I understand the links between red and violent emotion. Your opponent/prey is bleeding, and it's up to you to keep that gusher going until (a) the threat is ended or (b) dinner is served. (There might be more than one "and" in there. I prefer not to think about that too much.)

And I get that the ba-dump, ba-dump, ba-dump of a blues shuffle echoes the heartbeat.

But is that really all there is to it? Is it only our DNA, some trace race memory encoded in the genome, that makes the heart soar with the Bach-Gounod Ave Maria or causes us to shudder at Munch's The Scream? Why do Buson's haiku slip tiny needles into our memory centers, making us sure we should remember the scenes he describes?

Maybe there is. I'm sure there's a wealth of research on the subject (and on the subjects), all of it beyond my powers of comprehension.

But at heart (and call this blind faith if you will), I don't believe it's purely physical. I believe we're made -- fashioned -- with a spiritual bent toward beauty, toward harmony -- and yes, toward joy.

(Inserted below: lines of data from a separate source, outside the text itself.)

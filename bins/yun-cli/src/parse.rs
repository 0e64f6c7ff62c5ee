//! 命令行取值解析.

use std::fs;
use std::path::Path;

use anyhow::{Context, bail};
use serde::de::DeserializeOwned;
use yun_format::{ContinuityCounter, CounterSnapshot, MuxOptions};
use yun_remux::FrameRange;

/// 解析 `INDEX=TICKS` 形式的时间戳偏移
pub fn parse_offset(s: &str) -> anyhow::Result<(usize, i64)> {
    let (index, ticks) = s
        .split_once('=')
        .with_context(|| format!("偏移应为 INDEX=TICKS: {s:?}"))?;
    let index = index.trim().parse().with_context(|| format!("流索引无效: {s:?}"))?;
    let ticks = ticks.trim().parse().with_context(|| format!("偏移量无效: {s:?}"))?;
    Ok((index, ticks))
}

/// 把偏移写入按流索引排列的列表, 空缺处补 0
pub fn apply_offsets(offsets: &mut Vec<i64>, items: &[String]) -> anyhow::Result<()> {
    for item in items {
        let (index, ticks) = parse_offset(item)?;
        if offsets.len() <= index {
            offsets.resize(index + 1, 0);
        }
        offsets[index] = ticks;
    }
    Ok(())
}

/// 解析 `INDEX:BEGIN:END` 形式的帧序号窗口, 两端可留空
pub fn parse_range(s: &str) -> anyhow::Result<FrameRange> {
    let parts: Vec<&str> = s.split(':').collect();
    let [index, begin, end] = parts.as_slice() else {
        bail!("帧窗口应为 INDEX:BEGIN:END: {s:?}");
    };
    let bound = |v: &str| -> anyhow::Result<Option<i64>> {
        match v.trim() {
            "" => Ok(None),
            v => Ok(Some(v.parse().with_context(|| format!("帧序号无效: {v:?}"))?)),
        }
    };
    let index = index.trim().parse().with_context(|| format!("流索引无效: {s:?}"))?;
    Ok(FrameRange::new(index, bound(*begin)?, bound(*end)?))
}

/// 合并 `-o key=value` 封装器选项
pub fn apply_mux_options(options: &mut MuxOptions, pairs: &[String]) -> anyhow::Result<()> {
    for pair in pairs {
        options.parse_pair(pair)?;
    }
    Ok(())
}

/// 读取 JSON 配置文件, 未指定时取默认值
pub fn load_config<T: DeserializeOwned + Default>(path: Option<&Path>) -> anyhow::Result<T> {
    let Some(path) = path else {
        return Ok(T::default());
    };
    let text =
        fs::read_to_string(path).with_context(|| format!("读取配置文件 {} 失败", path.display()))?;
    serde_json::from_str(&text).with_context(|| format!("解析配置文件 {} 失败", path.display()))
}

/// 从 JSON 文本读取连续性计数器
///
/// 接受计数器快照本身, 也接受带 `counters` 字段的 scan/remux/segment 结果.
pub fn counters_from_json(text: &str) -> anyhow::Result<Vec<ContinuityCounter>> {
    let mut value: serde_json::Value = serde_json::from_str(text).context("计数器文件不是合法的 JSON")?;
    while let Some(inner) = value.get("counters").filter(|v| v.is_object()).cloned() {
        value = inner;
    }
    if value.get("counters").is_some_and(|v| v.is_null()) {
        bail!("计数器文件不含连续性计数器 (输出不是 MPEG-TS?)");
    }
    let snapshot: CounterSnapshot = serde_json::from_value(value).context("计数器快照格式错误")?;
    Ok(snapshot.counters)
}

/// 读取 `--cc-file` 指定的计数器文件
pub fn load_counters(path: &Path) -> anyhow::Result<Vec<ContinuityCounter>> {
    let text =
        fs::read_to_string(path).with_context(|| format!("读取计数器文件 {} 失败", path.display()))?;
    counters_from_json(&text)
}

/// 切分输出的缺省模板: 与输入同目录的 `<输入名>-%02d.mjr`
pub fn default_split_template(input: &Path) -> String {
    let stem = input
        .file_stem()
        .map_or_else(|| "part".to_string(), |s| s.to_string_lossy().replace('%', "%%"));
    input
        .with_file_name(format!("{stem}-%02d.mjr"))
        .to_string_lossy()
        .into_owned()
}
//! 数据包输出 (Sink).
//!
//! 生命周期用类型状态表达:
//!
//! ```text
//! PendingSink ──write_header()──▶ ActiveSink ──finish()──▶ ClosedSink (已写尾部)
//!                                            └─detach()──▶ ClosedSink (仅 flush)
//! ```
//!
//! 每个方法都消耗 `self`, 所以"头部恰好一次""尾部恰好一次"由编译器保证.
//! 任何阶段被丢弃都会释放底层 I/O.

use std::path::Path;

use log::{debug, error, info};
use yun_codec::Packet;
use yun_core::{YunError, YunResult};
use yun_format::muxer::apply_options;
use yun_format::{
    ContinuityCounter, ContinuityStore, CounterSnapshot, FormatHint, FormatId, FormatRegistry,
    IoContext, MuxOptions, Muxer, Stream,
};

/// 把封装器层面的拒绝归为 `WriteFailed`, 传输层错误保持原样
fn write_failed(context: &str, err: YunError) -> YunError {
    match err {
        YunError::Io(_) | YunError::OutOfMemory(_) | YunError::Aborted => err,
        YunError::WriteFailed(_) => err,
        other => {
            error!("{context}: {other}");
            YunError::WriteFailed(format!("{context}: {other}"))
        }
    }
}

/// 已打开、尚未写头部的输出
pub struct PendingSink {
    muxer: Box<dyn Muxer>,
    io: IoContext,
    streams: Vec<Stream>,
}

impl PendingSink {
    /// 打开输出
    ///
    /// 为每个输入流分配一条输出流, 顺序与索引一一对应;
    /// 输出流的时间基由封装器决定.
    pub fn open(
        registry: &FormatRegistry,
        io: IoContext,
        hint: &FormatHint,
        streams: &[Stream],
    ) -> YunResult<Self> {
        let muxer = registry.create_muxer_for(hint)?;
        let streams = streams
            .iter()
            .enumerate()
            .map(|(index, stream)| {
                let mut out = stream.clone();
                out.index = index;
                out.time_base = muxer.stream_time_base(stream);
                out
            })
            .collect();
        Ok(Self {
            muxer,
            io,
            streams,
        })
    }

    /// 创建并打开输出文件, 文件名同时用于推断格式
    pub fn create_file(
        registry: &FormatRegistry,
        path: impl AsRef<Path>,
        format_name: Option<&str>,
        streams: &[Stream],
    ) -> YunResult<Self> {
        let path = path.as_ref();
        let hint = FormatHint {
            name: format_name.map(str::to_string),
            filename: Some(path.to_string_lossy().into_owned()),
        };
        // 先确定格式, 避免格式错误时留下空文件
        registry.create_muxer_for(&hint)?;
        let io = IoContext::open_write(path)?;
        Self::open(registry, io, &hint, streams)
    }

    /// 输出流 (携带实际使用的时间基)
    pub fn streams(&self) -> &[Stream] {
        &self.streams
    }

    /// 输出格式
    pub fn format_id(&self) -> FormatId {
        self.muxer.format_id()
    }

    /// 应用选项并写入头部
    pub fn write_header(mut self, options: &MuxOptions) -> YunResult<ActiveSink> {
        apply_options(self.muxer.as_mut(), options)?;
        self.muxer
            .write_header(&mut self.io, &self.streams)
            .map_err(|e| write_failed("写入头部失败", e))?;
        debug!(
            "{} 输出已写入头部, {} 条流",
            self.muxer.name(),
            self.streams.len()
        );
        Ok(ActiveSink {
            muxer: self.muxer,
            io: self.io,
            streams: self.streams,
            written: 0,
        })
    }
}

/// 已写头部、可以写数据包的输出
pub struct ActiveSink {
    muxer: Box<dyn Muxer>,
    io: IoContext,
    streams: Vec<Stream>,
    written: u64,
}

impl ActiveSink {
    /// 输出流
    pub fn streams(&self) -> &[Stream] {
        &self.streams
    }

    /// 输出格式
    pub fn format_id(&self) -> FormatId {
        self.muxer.format_id()
    }

    /// 已写出的数据包数
    pub fn packets_written(&self) -> u64 {
        self.written
    }

    /// 写入一个数据包, 时间戳须已换算到对应输出流的时间基
    pub fn write_packet(&mut self, packet: &Packet) -> YunResult<()> {
        if packet.stream_index >= self.streams.len() {
            return Err(write_failed(
                "写入数据包失败",
                YunError::StreamNotFound(packet.stream_index),
            ));
        }
        self.muxer
            .write_packet(&mut self.io, packet)
            .map_err(|e| write_failed("写入数据包失败", e))?;
        self.written += 1;
        Ok(())
    }

    /// 注入连续性计数器, 没有连续性状态的格式直接忽略
    ///
    /// 须在第一个数据包之前调用. 返回实际生效的条数.
    pub fn inject_continuity(&mut self, counters: &[ContinuityCounter]) -> YunResult<usize> {
        if counters.is_empty() {
            return Ok(0);
        }
        match self.muxer.continuity_mut() {
            Some(store) => {
                let applied = store.inject(counters)?;
                info!("注入 {applied}/{} 个连续性计数器", counters.len());
                Ok(applied)
            }
            None => {
                debug!("{} 没有连续性计数器, 跳过注入", self.muxer.name());
                Ok(0)
            }
        }
    }

    /// 当前连续性计数器
    pub fn continuity(&self) -> Option<&dyn ContinuityStore> {
        self.muxer.continuity()
    }

    /// 推出缓冲数据而不收尾
    pub fn flush(&mut self) -> YunResult<()> {
        self.muxer.flush(&mut self.io)
    }

    /// 写入尾部并关闭
    pub fn finish(mut self) -> YunResult<ClosedSink> {
        self.muxer
            .write_trailer(&mut self.io)
            .map_err(|e| write_failed("写入尾部失败", e))?;
        debug!("{} 输出已收尾, {} 个数据包", self.muxer.name(), self.written);
        Ok(self.close())
    }

    /// 推出缓冲数据后关闭, 不写尾部 (分段切换时使用)
    pub fn detach(mut self) -> YunResult<ClosedSink> {
        self.flush()?;
        Ok(self.close())
    }

    fn close(self) -> ClosedSink {
        // 丢弃 I/O 即关闭底层文件
        drop(self.io);
        ClosedSink {
            muxer: self.muxer,
            written: self.written,
        }
    }
}

/// 已关闭的输出, 仅保留统计与连续性计数器
pub struct ClosedSink {
    muxer: Box<dyn Muxer>,
    written: u64,
}

impl ClosedSink {
    /// 写出的数据包数
    pub fn packets_written(&self) -> u64 {
        self.written
    }

    /// 关闭时的连续性计数器
    pub fn continuity(&self) -> Option<&dyn ContinuityStore> {
        self.muxer.continuity()
    }

    /// 导出最多 `max` 条计数器
    pub fn extract_continuity(&self, max: usize) -> Option<CounterSnapshot> {
        self.continuity().map(|store| store.extract(max))
    }
}

#[cfg(test)]
mod tests {
    use super::*;
    use yun_codec::CodecId;
    use yun_core::Rational;
    use yun_format::io::MemoryBackend;

    fn registry() -> FormatRegistry {
        let mut r = FormatRegistry::new();
        yun_format::register_all(&mut r);
        r
    }

    fn memory_io() -> (IoContext, yun_format::io::MemoryHandle) {
        let backend = MemoryBackend::new();
        let handle = backend.handle();
        (IoContext::new(Box::new(backend)), handle)
    }

    #[test]
    fn test_输出流时间基由封装器决定() {
        let (io, _) = memory_io();
        let streams = [Stream::new(0, CodecId::H264, Rational::new(1, 30))];
        let sink = PendingSink::open(&registry(), io, &FormatHint::named("mpegts"), &streams).unwrap();
        assert_eq!(sink.streams()[0].time_base, Rational::CLOCK_90K);
        assert_eq!(sink.format_id(), FormatId::MpegTs);
    }

    #[test]
    fn test_不支持的编解码器归为写入失败() {
        let (io, _) = memory_io();
        let streams = [Stream::new(0, CodecId::Vp8, Rational::new(1, 30))];
        let sink = PendingSink::open(&registry(), io, &FormatHint::named("mpegts"), &streams).unwrap();
        let err = sink.write_header(&MuxOptions::new()).err().unwrap();
        assert!(matches!(err, YunError::WriteFailed(_)));
    }

    #[test]
    fn test_越界流索引归为写入失败() {
        let (io, _) = memory_io();
        let streams = [Stream::new(0, CodecId::Aac, Rational::new(1, 48000))];
        let sink = PendingSink::open(&registry(), io, &FormatHint::named("mpegts"), &streams).unwrap();
        let mut active = sink.write_header(&MuxOptions::new()).unwrap();
        let mut pkt = Packet::from_data(vec![0; 8]);
        pkt.stream_index = 3;
        assert!(matches!(active.write_packet(&pkt), Err(YunError::WriteFailed(_))));
    }

    #[test]
    fn test_非法选项值() {
        let (io, _) = memory_io();
        let streams = [Stream::new(0, CodecId::Aac, Rational::new(1, 48000))];
        let sink = PendingSink::open(&registry(), io, &FormatHint::named("mpegts"), &streams).unwrap();
        let options: MuxOptions = [("service_id", "x")].into_iter().collect();
        assert!(matches!(sink.write_header(&options), Err(YunError::BadValue(_))));
    }

    #[test]
    fn test_收尾与分离() {
        let streams = [Stream::new(0, CodecId::Aac, Rational::new(1, 48000))];
        let (io, handle) = memory_io();
        let sink = PendingSink::open(&registry(), io, &FormatHint::named("mpegts"), &streams).unwrap();
        let mut active = sink.write_header(&MuxOptions::new()).unwrap();
        assert_eq!(
            active.inject_continuity(&[ContinuityCounter::new(0x0100, 7)]).unwrap(),
            1
        );
        let mut pkt = Packet::from_data(vec![0; 8]);
        pkt.pts = 0;
        active.write_packet(&pkt).unwrap();
        let closed = active.detach().unwrap();
        assert_eq!(closed.packets_written(), 1);
        let snap = closed.extract_continuity(16).unwrap();
        assert_eq!(snap.get(0x0100), Some(8));
        assert_eq!(handle.len(), 4 * 188);
    }
}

Art doesn't have to include all or even any of those elements, obviously. Sometimes, for the sake of a greater good, we must be shown what upsets, even repels us. A Modest Proposal is hardly beautiful, joyful or harmonious. Neither is Guernica. But our response to them -- horror at the effects of modern warfare, shocked compassion for starving children -- reinforce our humanity.

We are our DNA, yes. But we're more than that. We're body, mind, spirit, each resonating to its own frequency. And when those frequencies harmonize ... that's where art lives.